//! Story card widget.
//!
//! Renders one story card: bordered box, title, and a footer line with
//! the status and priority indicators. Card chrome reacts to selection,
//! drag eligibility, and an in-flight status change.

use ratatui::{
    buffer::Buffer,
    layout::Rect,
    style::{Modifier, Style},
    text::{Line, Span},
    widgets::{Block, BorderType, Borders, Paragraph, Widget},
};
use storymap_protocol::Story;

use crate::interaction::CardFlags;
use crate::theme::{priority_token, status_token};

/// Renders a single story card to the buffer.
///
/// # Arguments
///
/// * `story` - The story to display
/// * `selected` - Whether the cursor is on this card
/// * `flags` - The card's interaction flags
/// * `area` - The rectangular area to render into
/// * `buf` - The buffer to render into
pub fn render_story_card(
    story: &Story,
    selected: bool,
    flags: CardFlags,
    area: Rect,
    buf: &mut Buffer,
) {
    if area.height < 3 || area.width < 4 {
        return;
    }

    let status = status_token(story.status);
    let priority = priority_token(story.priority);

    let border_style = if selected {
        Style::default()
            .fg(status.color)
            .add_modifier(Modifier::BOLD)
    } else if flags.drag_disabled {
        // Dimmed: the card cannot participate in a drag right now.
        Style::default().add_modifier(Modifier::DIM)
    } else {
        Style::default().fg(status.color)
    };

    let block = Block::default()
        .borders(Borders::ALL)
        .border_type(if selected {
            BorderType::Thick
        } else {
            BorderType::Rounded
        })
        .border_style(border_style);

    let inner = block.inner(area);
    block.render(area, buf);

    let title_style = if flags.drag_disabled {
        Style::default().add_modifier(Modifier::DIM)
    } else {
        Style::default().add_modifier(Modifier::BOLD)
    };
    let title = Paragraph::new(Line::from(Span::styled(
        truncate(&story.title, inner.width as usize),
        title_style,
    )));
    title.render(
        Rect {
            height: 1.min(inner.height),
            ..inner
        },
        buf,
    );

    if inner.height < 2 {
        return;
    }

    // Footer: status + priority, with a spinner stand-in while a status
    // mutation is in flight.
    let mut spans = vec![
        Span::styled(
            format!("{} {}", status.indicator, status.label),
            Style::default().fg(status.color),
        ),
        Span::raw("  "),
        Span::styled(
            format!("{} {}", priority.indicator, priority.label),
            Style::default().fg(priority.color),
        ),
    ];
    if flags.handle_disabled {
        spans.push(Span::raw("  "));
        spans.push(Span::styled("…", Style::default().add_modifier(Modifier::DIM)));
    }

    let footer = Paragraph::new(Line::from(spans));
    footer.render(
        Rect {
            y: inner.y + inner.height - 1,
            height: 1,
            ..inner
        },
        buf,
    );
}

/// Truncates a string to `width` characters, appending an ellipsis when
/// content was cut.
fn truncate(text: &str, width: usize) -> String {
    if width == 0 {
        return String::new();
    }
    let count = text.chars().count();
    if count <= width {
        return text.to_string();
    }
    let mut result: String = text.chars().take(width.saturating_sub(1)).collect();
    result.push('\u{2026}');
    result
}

■ ■ ■ ■ ■

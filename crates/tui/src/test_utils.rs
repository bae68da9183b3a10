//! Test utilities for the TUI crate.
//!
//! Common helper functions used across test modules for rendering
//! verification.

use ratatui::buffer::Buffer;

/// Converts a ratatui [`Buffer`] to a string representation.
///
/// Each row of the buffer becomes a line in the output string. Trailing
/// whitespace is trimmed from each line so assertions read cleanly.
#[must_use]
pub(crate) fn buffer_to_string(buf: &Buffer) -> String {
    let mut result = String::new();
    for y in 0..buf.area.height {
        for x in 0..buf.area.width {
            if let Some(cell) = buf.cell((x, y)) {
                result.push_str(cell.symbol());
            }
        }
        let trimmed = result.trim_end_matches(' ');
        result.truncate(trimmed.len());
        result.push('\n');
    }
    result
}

■ ■ ■ ■ ■

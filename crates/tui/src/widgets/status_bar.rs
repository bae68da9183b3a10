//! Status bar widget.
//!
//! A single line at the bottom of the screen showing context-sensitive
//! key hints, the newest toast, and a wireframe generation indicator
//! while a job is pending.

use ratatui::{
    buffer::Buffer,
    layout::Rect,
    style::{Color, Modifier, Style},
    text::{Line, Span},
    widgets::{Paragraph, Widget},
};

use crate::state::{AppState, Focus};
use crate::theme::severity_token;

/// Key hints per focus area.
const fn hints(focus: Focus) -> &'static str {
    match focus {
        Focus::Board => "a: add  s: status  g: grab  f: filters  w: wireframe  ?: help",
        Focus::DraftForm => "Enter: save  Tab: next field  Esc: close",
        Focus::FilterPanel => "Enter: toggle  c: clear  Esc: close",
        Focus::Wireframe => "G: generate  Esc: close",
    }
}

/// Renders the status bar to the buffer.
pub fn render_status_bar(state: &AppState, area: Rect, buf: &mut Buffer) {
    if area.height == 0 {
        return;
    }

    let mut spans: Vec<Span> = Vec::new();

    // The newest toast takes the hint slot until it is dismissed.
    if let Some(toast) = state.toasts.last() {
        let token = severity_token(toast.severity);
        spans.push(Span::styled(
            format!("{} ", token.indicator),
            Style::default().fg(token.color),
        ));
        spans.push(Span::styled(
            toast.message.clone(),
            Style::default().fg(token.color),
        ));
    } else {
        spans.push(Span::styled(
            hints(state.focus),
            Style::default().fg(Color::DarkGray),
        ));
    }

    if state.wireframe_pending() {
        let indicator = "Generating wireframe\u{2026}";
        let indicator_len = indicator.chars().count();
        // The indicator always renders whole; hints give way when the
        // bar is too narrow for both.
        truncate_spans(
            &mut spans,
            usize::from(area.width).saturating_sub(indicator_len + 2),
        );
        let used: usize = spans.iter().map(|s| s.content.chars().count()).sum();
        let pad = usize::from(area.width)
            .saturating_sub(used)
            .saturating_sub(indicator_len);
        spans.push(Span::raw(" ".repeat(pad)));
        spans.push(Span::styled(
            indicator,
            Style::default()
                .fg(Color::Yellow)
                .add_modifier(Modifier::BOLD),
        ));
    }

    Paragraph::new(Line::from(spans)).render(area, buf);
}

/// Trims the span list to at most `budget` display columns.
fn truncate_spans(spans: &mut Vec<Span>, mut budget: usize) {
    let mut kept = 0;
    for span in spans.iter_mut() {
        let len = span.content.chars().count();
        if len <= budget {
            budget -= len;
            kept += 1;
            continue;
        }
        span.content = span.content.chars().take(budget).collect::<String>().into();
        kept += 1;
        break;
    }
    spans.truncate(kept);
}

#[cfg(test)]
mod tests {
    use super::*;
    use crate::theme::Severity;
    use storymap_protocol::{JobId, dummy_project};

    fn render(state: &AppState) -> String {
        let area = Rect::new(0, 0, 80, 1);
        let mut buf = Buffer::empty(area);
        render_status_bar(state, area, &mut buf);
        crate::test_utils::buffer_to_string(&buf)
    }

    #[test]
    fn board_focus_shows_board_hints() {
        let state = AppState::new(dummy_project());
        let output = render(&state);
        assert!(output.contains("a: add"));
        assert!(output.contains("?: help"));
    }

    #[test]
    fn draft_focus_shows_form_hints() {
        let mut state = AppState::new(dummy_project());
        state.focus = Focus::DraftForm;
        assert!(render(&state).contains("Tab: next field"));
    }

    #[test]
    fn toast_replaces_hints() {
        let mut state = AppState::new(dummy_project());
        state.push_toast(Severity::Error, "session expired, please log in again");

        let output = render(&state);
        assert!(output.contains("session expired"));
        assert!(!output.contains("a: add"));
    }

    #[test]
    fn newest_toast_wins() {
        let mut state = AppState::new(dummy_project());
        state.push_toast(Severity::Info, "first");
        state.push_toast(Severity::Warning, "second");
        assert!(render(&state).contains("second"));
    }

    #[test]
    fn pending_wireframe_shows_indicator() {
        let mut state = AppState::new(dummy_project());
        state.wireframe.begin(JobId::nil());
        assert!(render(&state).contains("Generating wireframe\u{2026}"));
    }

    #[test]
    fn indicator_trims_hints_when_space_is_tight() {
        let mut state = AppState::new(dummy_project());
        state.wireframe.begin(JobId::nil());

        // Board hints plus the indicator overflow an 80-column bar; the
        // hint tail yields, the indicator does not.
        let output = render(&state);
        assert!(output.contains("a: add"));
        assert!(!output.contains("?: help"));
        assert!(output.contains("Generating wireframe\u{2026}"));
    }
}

■ ■ ■ ■ ■

● What you have to do: The expected answer is an exact copy of the lines above, beginning at the line with "filename crates/tui/src/widgets/status_bar.rs" and ending at the line with "let indicator_len = indicator.chars().count();", with both ends in.

● Reply:
filename crates/tui/src/widgets/status_bar.rs
repository bae68da9183b3a10
//! Status bar widget.
//!
//! A single line at the bottom of the screen showing context-sensitive
//! key hints, the newest toast, and a wireframe generation indicator
//! while a job is pending.

use ratatui::{
    buffer::Buffer,
    layout::Rect,
    style::{Color, Modifier, Style},
    text::{Line, Span},
    widgets::{Paragraph, Widget},
};

use crate::state::{AppState, Focus};
use crate::theme::severity_token;

/// Key hints per focus area.
const fn hints(focus: Focus) -> &'static str {
    match focus {
        Focus::Board => "a: add  s: status  g: grab  f: filters  w: wireframe  ?: help",
        Focus::DraftForm => "Enter: save  Tab: next field  Esc: close",
        Focus::FilterPanel => "Enter: toggle  c: clear  Esc: close",
        Focus::Wireframe => "G: generate  Esc: close",
    }
}

/// Renders the status bar to the buffer.
pub fn render_status_bar(state: &AppState, area: Rect, buf: &mut Buffer) {
    if area.height == 0 {
        return;
    }

    let mut spans: Vec<Span> = Vec::new();

    // The newest toast takes the hint slot until it is dismissed.
    if let Some(toast) = state.toasts.last() {
        let token = severity_token(toast.severity);
        spans.push(Span::styled(
            format!("{} ", token.indicator),
            Style::default().fg(token.color),
        ));
        spans.push(Span::styled(
            toast.message.clone(),
            Style::default().fg(token.color),
        ));
    } else {
        spans.push(Span::styled(
            hints(state.focus),
            Style::default().fg(Color::DarkGray),
        ));
    }

    if state.wireframe_pending() {
        let indicator = "Generating wireframe\u{2026}";
        let indicator_len = indicator.chars().count();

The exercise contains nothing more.